Part 1 | Part 2 | Part 3 | Part 4 | Part 5
Overview
This post will pick up where Part 1 is stopped, to start by explaining what ethtool
is, how device drivers register code ethtool
, how drivers enable NAPI, and how drivers allow interruptions.
ethtool configuration
ethtool
is a command line program that you can use to get and set driver
information. You can install it on Ubuntu by running apt-get install ethtool
.
Some ethtool
parameters of interest are described later in this document.
on ethtool
program speaks device drivers using ioctl
system call.
device drivers record a series of functions that work for ethtool
operations and the core provides the glue.
When ioctl
call is made from ethtool
, the kernel finds the ethtool
structure registered with the appropriate driver and running the registered functions.
e1000e
on ethtool
features are installed in the e1000e
driver in the PCI probe
function (drivers / net / Ethernet / intel / e1000e / netdev.c: 6627)

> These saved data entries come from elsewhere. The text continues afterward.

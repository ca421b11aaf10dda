// Copyright 2026 the Flicker Authors
// SPDX-License-Identifier: Apache-2.0 OR MIT

//! Diagnostics for trace loading.
//!
//! This module provides a [`DiagnosticSink`] trait with per-event methods
//! that the decoder, snapshot builder, and trace lookups call at each stage.
//! All method bodies default to no-ops, so implementing only the events you
//! care about is fine.
//!
//! [`Diagnostics`] wraps an optional `&mut dyn DiagnosticSink`. When the
//! `diagnostics` feature is **off**, every `Diagnostics` method compiles to
//! nothing. When **on**, each method performs a single `Option` branch before
//! dispatching.

/// Emitted after one container entry has been decoded.
#[derive(Clone, Copy, Debug)]
pub struct EntryDecodedEvent {
    /// Entry timestamp.
    pub timestamp: i64,
    /// Number of flattened records in the entry.
    pub record_count: usize,
}

/// Emitted after a snapshot hierarchy has been rebuilt.
#[derive(Clone, Copy, Debug)]
pub struct SnapshotBuiltEvent {
    /// Snapshot timestamp.
    pub timestamp: i64,
    /// Nodes reachable from the roots.
    pub node_count: usize,
    /// Top-level roots.
    pub root_count: usize,
    /// Orphaned subtrees accepted and excluded by the orphan policy.
    pub dropped_orphans: usize,
}

/// Emitted when the orphan policy accepts and drops a subtree.
#[derive(Clone, Copy, Debug)]
pub struct OrphansDroppedEvent<'a> {
    /// Snapshot timestamp.
    pub timestamp: i64,
    /// The parent id that never resolved.
    pub parent_id: i32,
    /// Ids that declared it as parent.
    pub child_ids: &'a [i32],
}

/// Receives diagnostic events while traces are loaded and queried.
///
/// All methods have default no-op implementations, so you only need to
/// override the events you care about.
pub trait DiagnosticSink {
    /// Called when a container entry is decoded.
    fn on_entry_decoded(&mut self, e: &EntryDecodedEvent) {
        _ = e;
    }

    /// Called when a snapshot is built.
    fn on_snapshot_built(&mut self, e: &SnapshotBuiltEvent) {
        _ = e;
    }

    /// Called when an orphaned subtree is dropped.
    fn on_orphans_dropped(&mut self, e: &OrphansDroppedEvent<'_>) {
        _ = e;
    }

    /// Called when a timestamp lookup finds no entry.
    fn on_lookup_miss(&mut self, timestamp: i64) {
        _ = timestamp;
    }
}

/// A [`DiagnosticSink`] that discards all events.
#[derive(Clone, Copy, Debug, Default)]
pub struct NoopSink;

impl DiagnosticSink for NoopSink {}

/// Thin wrapper around an optional [`DiagnosticSink`].
pub struct Diagnostics<'a> {
    #[cfg(feature = "diagnostics")]
    sink: Option<&'a mut dyn DiagnosticSink>,
    #[cfg(not(feature = "diagnostics"))]
    _marker: core::marker::PhantomData<&'a mut dyn DiagnosticSink>,
}

impl core::fmt::Debug for Diagnostics<'_> {
    fn fmt(&self, f: &mut core::fmt::Formatter<'_>) -> core::fmt::Result {
        f.debug_struct("Diagnostics").finish_non_exhaustive()
    }
}

impl<'a> Diagnostics<'a> {
    /// Creates a wrapper that dispatches to the given sink.
    #[inline]
    #[must_use]
    pub fn new(sink: &'a mut dyn DiagnosticSink) -> Self {
        #[cfg(feature = "diagnostics")]
        {
            Self { sink: Some(sink) }
        }
        #[cfg(not(feature = "diagnostics"))]
        {
            _ = sink;
            Self {
                _marker: core::marker::PhantomData,
            }
        }
    }

    /// Creates a wrapper that discards all events.
    #[inline]
    #[must_use]
    pub fn none() -> Self {
        #[cfg(feature = "diagnostics")]
        {
            Self { sink: None }
        }
        #[cfg(not(feature = "diagnostics"))]
        {
            Self {
                _marker: core::marker::PhantomData,
            }
        }
    }

    /// Emits an [`EntryDecodedEvent`].
    #[inline]
    pub fn entry_decoded(&mut self, e: &EntryDecodedEvent) {
        #[cfg(feature = "diagnostics")]
        if let Some(s) = &mut self.sink {
            s.on_entry_decoded(e);
        }
        #[cfg(not(feature = "diagnostics"))]
        {
            _ = e;
        }
    }

    /// Emits a [`SnapshotBuiltEvent`].
    #[inline]
    pub fn snapshot_built(&mut self, e: &SnapshotBuiltEvent) {
        #[cfg(feature = "diagnostics")]
        if let Some(s) = &mut self.sink {
            s.on_snapshot_built(e);
        }
        #[cfg(not(feature = "diagnostics"))]
        {
            _ = e;
        }
    }

    /// Emits an [`OrphansDroppedEvent`].
    #[inline]
    pub fn orphans_dropped(&mut self, e: &OrphansDroppedEvent<'_>) {
        #[cfg(feature = "diagnostics")]
        if let Some(s) = &mut self.sink {
            s.on_orphans_dropped(e);
        }
        #[cfg(not(feature = "diagnostics"))]
        {
            _ = e;
        }
    }

    /// Reports a failed timestamp lookup.
    #[inline]
    pub fn lookup_miss(&mut self, timestamp: i64) {
        #[cfg(feature = "diagnostics")]
        if let Some(s) = &mut self.sink {
            s.on_lookup_miss(timestamp);
        }
        #[cfg(not(feature = "diagnostics"))]
        {
            _ = timestamp;
        }
    }
}

#[cfg(test)]
mod tests {
    use super::*;

    #[test]
    fn noop_sink_compiles() {
        let mut sink = NoopSink;
        sink.on_entry_decoded(&EntryDecodedEvent {
            timestamp: 1,
            record_count: 3,
        });
        sink.on_orphans_dropped(&OrphansDroppedEvent {
            timestamp: 1,
            parent_id: 9,
            child_ids: &[10, 11],
        });
        sink.on_lookup_miss(5);
    }

    #[test]
    fn diagnostics_none_does_nothing() {
        let mut diag = Diagnostics::none();
        diag.snapshot_built(&SnapshotBuiltEvent {
            timestamp: 0,
            node_count: 0,
            root_count: 0,
            dropped_orphans: 0,
        });
        diag.lookup_miss(3);
    }

    #[cfg(feature = "diagnostics")]
    #[test]
    fn diagnostics_dispatches_to_sink() {
        use alloc::vec::Vec;

        struct RecordingSink {
            built: Vec<i64>,
        }
        impl DiagnosticSink for RecordingSink {
            fn on_snapshot_built(&mut self, e: &SnapshotBuiltEvent) {
                self.built.push(e.timestamp);
            }
        }

        let mut sink = RecordingSink { built: Vec::new() };
        Diagnostics::new(&mut sink).snapshot_built(&SnapshotBuiltEvent {
            timestamp: 42,
            node_count: 2,
            root_count: 1,
            dropped_orphans: 0,
        });
        assert_eq!(sink.built, &[42]);
    }
}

e1000e_set_ethtool_ops (netdev);
which records a function pointers structure for each of the functions supported by ethtool of e1000e
(access to statistics, by changing the size of the ring buffers, etc.) from drivers / net / Ethernet / intel / e1000e / ethtool.c :. 2316
igb
on ethtool
functions are installed in the igb
driver in the PCI probe
function (drivers / net / Ethernet / intel / igb / igb_main.c: 2091)
igb_set_ethtool_ops (netdev);
De drivers / net / Ethernet / intel / igb / igb_ethtool.c :. 105
ixgbe
The ethtool
features are installed in the ixgbe
driver in the PCI probe
function (drivers / net / Ethernet / intel / ixgbe / ixgbe_main.c: 7883)
ixgbe_set_ethtool_ops (netdev);
De drivers / net / Ethernet / intel / ixgbe / ixgbe_ethtool.c :. 7686
tg3
The ethtool
features are installed in the tg3
driver in the PCI probe
function (drivers / net / Ethernet / broadcom / tg3.c: 17456):
dev-> = & ethtool_ops tg3_ethtool_ops;
be2net
on ethtool
features are installed in the be2net
driver in a function called from the PCI probe
function (drivers / net / Ethernet / emulex / benet / be_main.c: 4094)
SET_ETHTOOL_OPS (netdev, & be_ethtool_ops);
bnx2
The ethtool
features are installed in the bnx2
driver in a function called from the PCI probe
function (drivers / net / Ethernet / broadcom / bnx2.c: 8539)
dev-> = & ethtool_ops bnx2_ethtool_ops;
NAPI poll
Before the existence of NAPI, NPI generate an interrupt for each packet received indicating that the data is available for processing by the kernel.
NAPI changes this by allowing a device driver to record a function poll
that the subsystem NAPI will appeal to collect packets. This method of collecting packets reduced overhead compared to the old method, as many packets can be consumed at one time instead of only handle one packet interruption.
The device driver uses a survey
function and records with NAPI using netif_napi_add
. When recording a NAPI Poll function
with netif_napi_add
, the driver will also specify the "weight". Most drivers hardcode a value of 64
. this value and its significance will be described in more detail below.
Generally, drivers record their NAPI survey
functions when initializing the driver. In the pilot of this paper reviews the poll function
is registered in the probe PCI function
itself or a helper function called from there.
e1000e
the e1000e
driver registers its NAPI survey function [
in the e1000_probe
function (drivers / net / Ethernet / intel / e1000e / netdev.c: 6629)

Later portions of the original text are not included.